Feb. 21st, 2012

tanarill: (Science!)
Today, I began the third week-long shortcourse; this one is on translational machinery. And also, there was a quite fantastic thing to show how there is no intelligent creator.

The basis of the thing is in tRNAs. These shuttle amino acids along and allow the ribosomes to place a specific one into a growing protein. It recognizes which tRNA it needs using codon-anticodon complimentarity with the mRNA. So far, so simple.

But a three-base codon give sixty-four possible combinations. Even if you use use four of them to say STOP, that's still three times the number of needed codons. So some amino acids have more than one codon. This does not work out to three per amino acid, though; some have four and some have two. The reason is because it allows the third base pair to be "wobbly;" what is there does not matter quite as much as that it is always a purine (A or G) or a pyrimidine (U or C). This wobbly is good, since it means that if the ribosome makes a mistake matching the tRNA, it is less likely to affect the protein.

Then there is the strange case of Isoleucine and Methionine.

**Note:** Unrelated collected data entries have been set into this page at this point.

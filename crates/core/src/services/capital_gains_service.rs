use chrono::Datelike;

use crate::errors::CoreError;
use crate::models::account::Account;
use crate::models::analytics::{CapitalGain, CapitalGainsReport};
use crate::models::quote::ForexRates;
use crate::models::transaction::{Transaction, TransactionType};
use crate::util::floating::{fix_rounding_error, safe_ratio};

/// Realized gains from sells within a tax (calendar) year.
pub struct CapitalGainsService;

impl CapitalGainsService {
    pub fn new() -> Self {
        Self
    }

    /// Gain of a single sell transaction, in the transaction's currency.
    pub fn gain_for(&self, tx: &Transaction, accounts: &[Account]) -> CapitalGain {
        let buy_price = tx.buy_price.unwrap_or(0.0);
        let gross_buy_price = tx.gross_buy_price.unwrap_or(buy_price);
        let profit_loss = fix_rounding_error((tx.rate - buy_price) * tx.amount);
        // The gross-vs-net buy spread is a fee paid on the way in.
        let fees = fix_rounding_error(tx.fee + (gross_buy_price - buy_price) * tx.amount);
        let description = accounts
            .iter()
            .find(|a| a.id == tx.account_id)
            .and_then(|a| a.asset(tx.asset_id))
            .map(|a| a.description.clone())
            .unwrap_or_else(|| tx.description.clone());

        CapitalGain {
            asset_id: tx.asset_id,
            description,
            currency: tx.currency.clone(),
            amount: tx.amount,
            buy_price,
            gross_buy_price,
            sell_price: tx.rate,
            profit_loss,
            fees,
            net_profit_loss: fix_rounding_error(profit_loss - fees),
            transactions: 1,
        }
    }

    /// Fold `next` into `acc`, keeping prices as amount-weighted averages.
    fn merge(acc: &mut CapitalGain, next: &CapitalGain) {
        let (old_amount, new_amount) = (acc.amount, next.amount);
        let total = old_amount + new_amount;
        let weighted = |old: f64, new: f64| {
            fix_rounding_error(safe_ratio(old_amount * old + new_amount * new, total))
        };
        acc.buy_price = weighted(acc.buy_price, next.buy_price);
        acc.gross_buy_price = weighted(acc.gross_buy_price, next.gross_buy_price);
        acc.sell_price = weighted(acc.sell_price, next.sell_price);
        acc.amount = fix_rounding_error(total);
        acc.profit_loss = fix_rounding_error(acc.profit_loss + next.profit_loss);
        acc.fees = fix_rounding_error(acc.fees + next.fees);
        acc.net_profit_loss = fix_rounding_error(acc.profit_loss - acc.fees);
        acc.transactions += next.transactions;
    }

    /// Report for `tax_year`. With `group_by_asset`, sells of the same asset
    /// are folded into one entry. Totals are converted with `rates`.
    pub fn capital_gains(
        &self,
        transactions: &[Transaction],
        accounts: &[Account],
        tax_year: i32,
        group_by_asset: bool,
        rates: &ForexRates,
    ) -> Result<CapitalGainsReport, CoreError> {
        let mut sells: Vec<&Transaction> = transactions
            .iter()
            .filter(|t| t.tx_type == TransactionType::Sell && t.date.year() == tax_year)
            .collect();
        sells.sort_by_key(|t| t.date);

        let mut gains: Vec<CapitalGain> = Vec::new();
        let mut total_profit_loss = 0.0;
        let mut total_fees = 0.0;

        for tx in sells {
            let gain = self.gain_for(tx, accounts);
            let rate = rates.rate(&gain.currency)?;
            total_profit_loss += gain.profit_loss * rate;
            total_fees += gain.fees * rate;

            let existing = if group_by_asset {
                gains.iter_mut().find(|g| g.asset_id == gain.asset_id)
            } else {
                None
            };
            match existing {
                Some(acc) => Self::merge(acc, &gain),
                None => gains.push(gain),
            }
        }

        let total_profit_loss = fix_rounding_error(total_profit_loss);
        let total_fees = fix_rounding_error(total_fees);
        Ok(CapitalGainsReport {
            tax_year,
            base_currency: rates.base_currency.clone(),
            gains,
            total_profit_loss,
            total_fees,
            net_profit_loss: fix_rounding_error(total_profit_loss - total_fees),
        })
    }
}

impl Default for CapitalGainsService {
    fn default() -> Self {
        Self::new()
    }
}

Methionine is the amino acid that is always the one at the beginning of the protein - the Met codon is also the symbol for "begin!" It is AUG. AUX, where X is A, T, or C, means isoleucine instead. This means that the the ribosome absolutely cannot make a mistake in finding AUG versus AUX, or the protein doesn't start right.

Fortunately, there is the sugar inosine, which we show with I. I is a weird sugar, in that it can pair with A or T or U, but never G. It is made from A by a fairly simple reaction, and it is in fact how the body breaks down adenosine to become uric acid. So an intelligent designer would go, "Ah, the tRNA for isoleucine will have the anticodon TGI, and be able to pair with any AUX that is not AUG." And in fact when I was asked this in class today, this was my answer. It was a good answer, and my teacher went, "Huh. I like that." Is this how it actually works, though?

Of course not.

Instead, biology does the very strange thing of modifying the last base of the Met anticodon, so that instead of being TGC it becomes TG(k2)C. This somehow prevents the ribosome from ever putting the wrong tRNA in there, though mechanisms currently unknown. It is expensive, because instead of using a protein that already hangs around to digest A, there has to be another protein that does the C->(k2)C modification. It is inelegant. It reeks of a quick cludge to fix a problem after the fact.

It is, in short, another argument against intelligent design.